■ **PROBLEM**: Word for word, transcribe the data below.

■ **PROVIDED RECORDS**:
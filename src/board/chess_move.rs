//! Descriptive moves derived from pairs of boards.
//!
//! Search works on child boards rather than moves; a [`Move`] is recovered
//! afterwards by diffing the position before and after.

use std::fmt;

use crate::board::board::Board;
use crate::board::chess_types::{Color, Piece};
use crate::board::tile::Tile;

#[derive(Debug, Clone, Copy, PartialEq, Eq, Hash)]
pub struct Move {
    pub origin: Tile,
    pub destination: Tile,
    pub piece: Piece,
}

impl Move {
    pub fn new(origin: Tile, destination: Tile, piece: Piece) -> Self {
        Self {
            origin,
            destination,
            piece,
        }
    }

    /// Board produced by playing this move on `board`.
    pub fn apply_to(&self, board: &Board) -> Board {
        board.with_move(self.origin, self.destination)
    }
}

impl fmt::Display for Move {
    fn fmt(&self, f: &mut fmt::Formatter<'_>) -> fmt::Result {
        write!(f, "{} from {} to {}", self.piece, self.origin, self.destination)
    }
}

/// Recovers the single move `color` played to turn `before` into `after`.
///
/// Panics unless exactly one of `color`'s pieces changed position.
pub fn diff_boards(before: &Board, after: &Board, color: Color) -> Move {
    let vacated = before.pieces(color).difference(after.pieces(color));
    let arrived = after.pieces(color).difference(before.pieces(color));
    assert!(
        vacated.len() == 1 && arrived.len() == 1,
        "boards differ by more than one {color} move (vacated {vacated:?}, arrived {arrived:?})"
    );

    let origin = vacated.iter().next().expect("one vacated tile");
    let destination = arrived.iter().next().expect("one arrived tile");
    Move::new(origin, destination, before.piece_at(origin))
}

■ **WORKED SOLUTION**:
filename src/board/chess_move.rs
//! Descriptive moves derived from pairs of boards.
//!
//! Search works on child boards rather than moves; a [`Move`] is recovered
//! afterwards by diffing the position before and after.

use std::fmt;

use crate::board::board::Board;
use crate::board::chess_types::{Color, Piece};
use crate::board::tile::Tile;

#[derive(Debug, Clone, Copy, PartialEq, Eq, Hash)]
pub struct Move {
    pub origin: Tile,
    pub destination: Tile,
    pub piece: Piece,
}

impl Move {
    pub fn new(origin: Tile, destination: Tile, piece: Piece) -> Self {
        Self {
            origin,
            destination,
            piece,
        }
    }

    /// Board produced by playing this move on `board`.
    pub fn apply_to(&self, board: &Board) -> Board {
        board.with_move(self.origin, self.destination)
    }
}

impl fmt::Display for Move {
    fn fmt(&self, f: &mut fmt::Formatter<'_>) -> fmt::Result {
        write!(f, "{} from {} to {}", self.piece, self.origin, self.destination)
    }
}

/// Recovers the single move `color` played to turn `before` into `after`.
///
/// Panics unless exactly one of `color`'s pieces changed position.
pub fn diff_boards(before: &Board, after: &Board, color: Color) -> Move {
    let vacated = before.pieces(color).difference(after.pieces(color));
    let arrived = after.pieces(color).difference(before.pieces(color));
    assert!(
        vacated.len() == 1 && arrived.len() == 1,
        "boards differ by more than one {color} move (vacated {vacated:?}, arrived {arrived:?})"
    );

    let origin = vacated.iter().next().expect("one vacated tile");
    let destination = arrived.iter().next().expect("one arrived tile");
    Move::new(origin, destination, before.piece_at(origin))
}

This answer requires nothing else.